[[ INFORMATION GIVEN, beginning ]]

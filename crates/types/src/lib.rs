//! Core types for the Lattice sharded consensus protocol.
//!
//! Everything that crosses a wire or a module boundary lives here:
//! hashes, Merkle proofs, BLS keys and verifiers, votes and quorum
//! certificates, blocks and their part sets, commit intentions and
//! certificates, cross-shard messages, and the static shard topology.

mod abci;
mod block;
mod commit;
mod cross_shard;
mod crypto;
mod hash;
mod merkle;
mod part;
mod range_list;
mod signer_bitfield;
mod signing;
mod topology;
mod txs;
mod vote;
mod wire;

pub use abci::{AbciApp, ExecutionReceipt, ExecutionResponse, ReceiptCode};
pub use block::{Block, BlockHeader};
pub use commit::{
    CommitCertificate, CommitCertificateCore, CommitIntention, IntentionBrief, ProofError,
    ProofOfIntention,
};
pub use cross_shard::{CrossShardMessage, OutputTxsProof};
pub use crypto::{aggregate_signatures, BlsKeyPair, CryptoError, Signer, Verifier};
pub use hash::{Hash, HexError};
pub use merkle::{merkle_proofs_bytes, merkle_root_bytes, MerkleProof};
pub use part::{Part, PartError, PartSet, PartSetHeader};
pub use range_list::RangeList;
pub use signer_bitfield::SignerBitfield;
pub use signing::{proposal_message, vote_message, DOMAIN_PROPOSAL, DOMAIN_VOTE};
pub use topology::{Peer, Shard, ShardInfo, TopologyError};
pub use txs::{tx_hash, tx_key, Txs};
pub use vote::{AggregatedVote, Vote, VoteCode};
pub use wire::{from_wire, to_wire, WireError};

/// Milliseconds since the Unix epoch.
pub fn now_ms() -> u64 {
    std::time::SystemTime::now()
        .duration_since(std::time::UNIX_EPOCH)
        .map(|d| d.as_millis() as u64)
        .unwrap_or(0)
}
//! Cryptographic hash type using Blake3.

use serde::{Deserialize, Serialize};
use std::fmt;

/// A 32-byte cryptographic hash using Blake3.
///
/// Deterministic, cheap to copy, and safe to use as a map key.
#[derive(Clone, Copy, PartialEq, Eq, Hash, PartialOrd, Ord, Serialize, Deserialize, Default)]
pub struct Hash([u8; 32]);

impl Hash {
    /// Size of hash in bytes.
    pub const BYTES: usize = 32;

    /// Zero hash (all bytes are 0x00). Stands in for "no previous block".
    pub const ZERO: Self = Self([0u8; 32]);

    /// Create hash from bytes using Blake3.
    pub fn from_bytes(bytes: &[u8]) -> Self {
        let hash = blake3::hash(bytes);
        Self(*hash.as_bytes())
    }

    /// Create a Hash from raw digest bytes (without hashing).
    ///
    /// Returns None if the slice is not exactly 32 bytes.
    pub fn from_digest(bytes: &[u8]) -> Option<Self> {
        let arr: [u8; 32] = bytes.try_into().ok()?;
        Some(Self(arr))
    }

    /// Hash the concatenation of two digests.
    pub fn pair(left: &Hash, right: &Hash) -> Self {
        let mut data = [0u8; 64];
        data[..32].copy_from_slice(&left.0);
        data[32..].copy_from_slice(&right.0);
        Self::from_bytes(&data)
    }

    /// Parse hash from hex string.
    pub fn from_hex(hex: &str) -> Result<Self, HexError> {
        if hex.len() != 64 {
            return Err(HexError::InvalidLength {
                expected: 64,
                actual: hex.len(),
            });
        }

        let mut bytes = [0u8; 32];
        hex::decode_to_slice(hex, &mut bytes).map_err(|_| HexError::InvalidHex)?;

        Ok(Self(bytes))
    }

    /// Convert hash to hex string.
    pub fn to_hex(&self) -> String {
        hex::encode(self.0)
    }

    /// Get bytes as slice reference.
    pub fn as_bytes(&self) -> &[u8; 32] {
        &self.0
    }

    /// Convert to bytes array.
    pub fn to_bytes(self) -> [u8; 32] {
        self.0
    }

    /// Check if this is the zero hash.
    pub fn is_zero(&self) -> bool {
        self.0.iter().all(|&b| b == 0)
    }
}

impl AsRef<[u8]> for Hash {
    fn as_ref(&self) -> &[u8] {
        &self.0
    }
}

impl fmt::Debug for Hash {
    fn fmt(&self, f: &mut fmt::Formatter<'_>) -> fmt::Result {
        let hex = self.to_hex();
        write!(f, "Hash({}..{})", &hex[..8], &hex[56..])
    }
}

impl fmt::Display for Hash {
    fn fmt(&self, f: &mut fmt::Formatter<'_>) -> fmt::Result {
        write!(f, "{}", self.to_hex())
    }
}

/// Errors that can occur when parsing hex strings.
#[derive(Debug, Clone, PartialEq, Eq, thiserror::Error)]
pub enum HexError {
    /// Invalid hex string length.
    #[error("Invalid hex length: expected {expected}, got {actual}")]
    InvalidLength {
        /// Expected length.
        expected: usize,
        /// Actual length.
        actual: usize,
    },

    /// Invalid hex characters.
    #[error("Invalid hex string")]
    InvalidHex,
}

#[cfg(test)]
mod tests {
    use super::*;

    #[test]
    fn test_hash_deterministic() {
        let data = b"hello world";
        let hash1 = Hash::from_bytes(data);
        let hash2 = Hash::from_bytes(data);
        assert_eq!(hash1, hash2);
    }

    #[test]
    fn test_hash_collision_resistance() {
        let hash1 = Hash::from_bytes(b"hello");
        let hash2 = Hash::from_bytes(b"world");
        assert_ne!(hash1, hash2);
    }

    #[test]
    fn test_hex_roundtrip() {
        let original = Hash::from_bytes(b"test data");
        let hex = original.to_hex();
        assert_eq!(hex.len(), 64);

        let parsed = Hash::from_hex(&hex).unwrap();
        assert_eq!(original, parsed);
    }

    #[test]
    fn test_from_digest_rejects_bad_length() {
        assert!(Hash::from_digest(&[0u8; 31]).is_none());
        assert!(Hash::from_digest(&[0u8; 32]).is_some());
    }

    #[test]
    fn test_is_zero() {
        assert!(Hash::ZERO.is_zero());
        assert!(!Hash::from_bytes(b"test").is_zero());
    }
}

[[ INFORMATION GIVEN, end ]]

Whenever a line in the entries holds the word "Debug", copy that line.

ANSWER BELOW:
impl fmt::Debug for Hash {
#[derive(Debug, Clone, PartialEq, Eq, thiserror::Error)]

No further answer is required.